Разумеется, младенец не знает, что любовник его матери признает очередное чудесное спасение его отца и, следовательно, при удачном развитии событий маме предстоит воссоединение с очередным воплощением ее единственного мужа (события предшествующих лет заставляют предположить, что она не затруднилась бы упасть в его объятия при встрече). А в Астрахани, в случае чего, уже объявился еще один «чудом спасшийся»... Маленькому Ивану нет до этого дела. Он живет в Коломне, ест, спит, играет с тряпичными куклами...

Казалось, третий Дмитрий уже близок к тому, чтобы повторить успех если не первого, то как минимум второго. Но ему не хватило выдержки — он ударился в кутежи и насилие над псковичами, быстро растерял поддержку жителей и пришлых казаков и в конце концов был убит. А астраханский — вообще куда-то делся...
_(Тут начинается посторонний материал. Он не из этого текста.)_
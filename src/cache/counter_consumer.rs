use super::sink::write_counter;
use crate::broker::{BrokerConsumer, BrokerMessage, EventBroker};
use crate::config::BatchReceiveConfig;
use crate::error::Result;
use crate::kv::KeyValueStore;
use crate::models::CounterSyncRecord;
use std::sync::Arc;
use std::time::Duration;
use tokio::sync::watch;
use tracing::{debug, error, info, warn};

#[derive(Debug, Clone, Copy, Default, PartialEq, Eq)]
pub struct CounterSyncStats {
    pub written: usize,
    pub malformed: usize,
    pub failed: usize,
}

/// Writes counter records from the counter topic into the key-value store
pub struct CounterSyncConsumer {
    store: Arc<dyn KeyValueStore>,
    topic: String,
    expiry: Duration,
    batch: BatchReceiveConfig,
}

impl CounterSyncConsumer {
    pub fn new(
        store: Arc<dyn KeyValueStore>,
        topic: impl Into<String>,
        expiry: Duration,
        batch: BatchReceiveConfig,
    ) -> Self {
        Self {
            store,
            topic: topic.into(),
            expiry,
            batch,
        }
    }

    /// Write one received batch. Every message is acked or nacked on its own.
    pub async fn process_batch(
        &self,
        consumer: &mut dyn BrokerConsumer,
        messages: &[BrokerMessage],
    ) -> Result<CounterSyncStats> {
        let mut stats = CounterSyncStats::default();

        for message in messages {
            let record = match CounterSyncRecord::decode(&message.payload) {
                Ok(record) => record,
                Err(e) => {
                    warn!("Dropping malformed counter record {}: {}", message.id, e);
                    stats.malformed += 1;
                    consumer.ack(&message.id).await?;
                    continue;
                }
            };

            match write_counter(self.store.as_ref(), &record, self.expiry).await {
                Ok(()) => {
                    consumer.ack(&message.id).await?;
                    stats.written += 1;
                }
                Err(e) => {
                    warn!("Failed to write counter {}: {}", record.key, e);
                    consumer.nack(message).await?;
                    stats.failed += 1;
                }
            }
        }

        Ok(stats)
    }

    pub async fn run(
        self,
        broker: Arc<dyn EventBroker>,
        subscription: String,
        consumer_name: String,
        mut shutdown_rx: watch::Receiver<bool>,
    ) -> Result<()> {
        let mut consumer = broker
            .subscribe(&self.topic, &subscription, &consumer_name)
            .await?;
        info!(
            "Counter sync consumer {} attached to {}/{}",
            consumer_name, self.topic, subscription
        );

        let timeout = Duration::from_millis(self.batch.timeout_ms);
        loop {
            if *shutdown_rx.borrow() {
                break;
            }

            let messages = tokio::select! {
                received = consumer.batch_receive(self.batch.max_messages, timeout) => received,
                changed = shutdown_rx.changed() => {
                    if changed.is_err() {
                        break;
                    }
                    continue;
                }
            };

            match messages {
                Ok(messages) if messages.is_empty() => {}
                Ok(messages) => {
                    crate::metrics::record_batch_size(&self.topic, messages.len());
                    match self.process_batch(consumer.as_mut(), &messages).await {
                        Ok(stats) => debug!("Counter sync batch: {:?}", stats),
                        Err(e) => error!("Counter sync batch failed: {}", e),
                    }
                }
                Err(e) => {
                    error!("Failed to receive counter records: {}", e);
                    tokio::time::sleep(Duration::from_secs(1)).await;
                }
            }
        }

        info!("Counter sync consumer stopped");
        Ok(())
    }
}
Тем временем против кандидатуры Воренка, сына Тушинского вора, выступают патриарх Гермоген и лидеры формирующегося на Волге Второго ополчения Пожарский и Минин. Они призывают «отнюдь на царство проклятого паньина Маринкина сына не хотети». При приближении отрядов ополчения к Москве Заруцкий и Мнишек, прихватив коломенскую казну, бегут в рязанский городок Михайлов, откуда заявляют о правах Ивана на престол собравшемуся в Москве Земскому собору. Однако первым же своим постановлением Собор решает «...Маринки с сыном не хотеть».

Заруцкий находит поддержку у отрядов бродящих по югу России черкас (так называли украинских казаков). Проиграв сражение войску нового царя Михаила, он уходит в Астрахань, планируя, с присущим ему размахом, создание там казачьего войска при участии ногайских татар, а также персидских и турецких отрядов. Но удача от него уже отвернулась: его отряды разгромлены, он вынужден бежать на Яик, где атаман Треня Ус, ватага которого еще остается с Заруцким, полностью берет ситуацию под свой контроль. Маленького Ивана атаман отбирает у матери и держит в своем шатре в качестве заложника.

При подходе царских войск казаки Уса выдают всех троих. В Москву их конвоируют пятьсот человек самарских стрельцов, и не только Заруцкого, но и Марину заковывают в кандалы — так велик страх побега пленников или их отбития лихими людьми.

В Москве Заруцкий был посажен на кол, а не доживший несколько недель до своего четырехлетия Иван — повешен в Замоскворечье у Серпуховских ворот. Существует легенда, что веревка на детской шее не затянулась, и он умирал от холода несколько часов. Вряд ли это так, скорее всего, тело просто долго не снимали, дабы все присутствующие убедились в пресечении «воровского семени». Марина Мнишек, по официальной версии, «на Москве от болезни и с тоски по своей воле умерла», что тоже маловероятно, не такая это была женщина.

Казнь ребенка не входила в традиции русского государства (убивать убивали, но торжественная публичная казнь — чуть ли не единственный пример такого рода). Очевидно, что в данном случае было важно пресечь возможные версии «чудесного спасения» (тем не менее историкам известен по меньшей мере один Лжеиван). Правда, выставление на обозрение тела убитого Лжедмитрия I летом 1606 года не спасло правительства Шуйского и Семибоярщины от десятка лже-Лжедмитриев, но, с другой стороны, теперь Смута шла уже на убыль. Кроме того, убивая Воренка, Романовы рассчитывали таким образом задним числом дезавуировать лжедмитриев: ведь не может же закончить свою жизнь столь «воровским» образом природный внук Ивана Грозного!

Клио, несомненно, самая мрачная и злопамятная из муз: завязанные ею кровавые узлы иной раз развязываются через века не менее кроваво. Смертью детей в прологе и в эпилоге Смуты дело не закончилось: бессудной казнью одного невинного мальчика начнется царствование Романовых, бессудной казнью другого оно через три столетия и завершится.